On considère très souvent l’œuvre d’Adam Smith comme la pierre fondatrice de la science économique. Cette focalisation sur la figure d’un père fondateur permet d’occulter la pensée de contemporains qui pourraient nous dérouter. Je veux parler ici de ces œuvres non pas illisibles, mais inlisibles. Celles que nous ne pouvons pas lire car elles contrecarrent brutalement un système d’attitudes et de croyances qui nous rassure en nous faisant miroiter l’illusion d’un système explicatif non équivoque.
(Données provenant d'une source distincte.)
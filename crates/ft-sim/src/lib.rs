//! `ft-sim`: experiment driver for the fat-tree workload framework.
//!
//! # Run sequence
//!
//! ```text
//! build:
//!   ① validate ExperimentConfig, size the fabric
//!   ② promote part of the connection matrix to long-lived flows
//!   ③ wrap the rest in a ShortFlowPool, build the arrival process
//! run:
//!   ④ t = 0        first telemetry sample (counters cleared, header bucket)
//!   ⑤ t = start    hotspot injection, first short-flow arrival
//!   ⑥ loop         dispatch events in (time, registration) order until the
//!                  horizon; every component reschedules itself through the
//!                  `Firing` it returns
//!   ⑦ end          ExperimentObserver::on_experiment_end with the store and
//!                  the locality counters
//! ```
//!
//! # Quick-start
//!
//! ```rust,ignore
//! use ft_core::ExperimentConfig;
//! use ft_sim::{ExperimentBuilder, LedgerTransport, NoopObserver};
//!
//! let config = ExperimentConfig::default();
//! let transport = LedgerTransport::new(config.link_rate_bps);
//! let mut exp = ExperimentBuilder::new(config, transport)
//!     .connections(matrix)
//!     .build()?;
//! exp.run(&mut NoopObserver)?;
//! ```

pub mod builder;
pub mod error;
pub mod event;
pub mod experiment;
pub mod observer;
pub mod transport;


pub use builder::ExperimentBuilder;
pub use error::{SimError, SimResult};
pub use event::SimEvent;
pub use experiment::Experiment;
pub use observer::{ExperimentObserver, ExperimentReport, NoopObserver};
pub use transport::{LedgerFlow, LedgerHandle, LedgerTransport, Transport};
Comme de nombreux collègues ont eu l’occasion de le démontrer et de l’illustrer sur cette chaîne, l’esprit humain est régi par de nombreux biais de confirmation qui nous empêchent bien souvent d’entendre et d’accepter des idées qui vont à l’encontre de nos préjugés. Ainsi, en est-il d’un certain Bernard de Mandeville. De lui on retient souvent la formule canonique qui permet de briller dans les dîners en ville en toute circonstance : « Les vices privés font les vertus publiques. Mais on oublie souvent de dire que Mandeville n’est pas seulement l’auteur de la Fable des abeilles qui a fait sa renommée. Il est l’auteur de nombre autres écrits qu’a exhumé avec beaucoup de brio le philosophe Dany Robert Dufour. Et ces textes sont proprement inlisibles pour la simple raison qu’ils vont à l’encontre du récit dominant qu’on nous impose dès notre plus jeune âge, à savoir l’idée d’un capitalisme qui serait puritain et ascétique. Marx n’évoque-t-il pas déjà dans le Capital « la poussée des passions les plus infâmes, les plus mesquines et les plus haineuses ». Qu’en est-il véritablement ?
La principale caractéristique du capitalisme est pour Mandeville de ne tolérer aucune entrave au libre jeu des pulsions. « Soyez dit-il aussi avide, égoïste, dépensier pour votre propre plaisir que vous pourrez l'être, car ainsi vous ferez le mieux que vous puissiez faire pour la prospérité de votre nation et le bonheur de vos concitoyens. » Cela implique le rejet de toute idée de limite et la primauté accordée à la jouissance dont il faut sans cesse accroître la puissance. Cette dimension perverse du capitalisme qui en appelle à « faire jouir Dieu et le monde! » n’est pas qu’un appel à la concupiscence de chacun d’entre nous. Elle est d’autant plus puissante qu’elle se nourrit du sentiment d’ostentation. Car pour Mandeville, le désir central de l’homme est d’être reconnu comme bon et vertueux, qu’il le soit effectivement ou non. En d’autres termes, la vertu n’existe pas et l’on jouit du désir de s’afficher vertueux d’autant plus qu’il nous élève par rapport aux autres. On comprend aisément pourquoi cette idée, longtemps considérée comme une horreur morale, a été rejeté aux oubliettes de la pensée économique. Notre image altruiste à laquelle nous tenons tant ne serait que de la foutaise.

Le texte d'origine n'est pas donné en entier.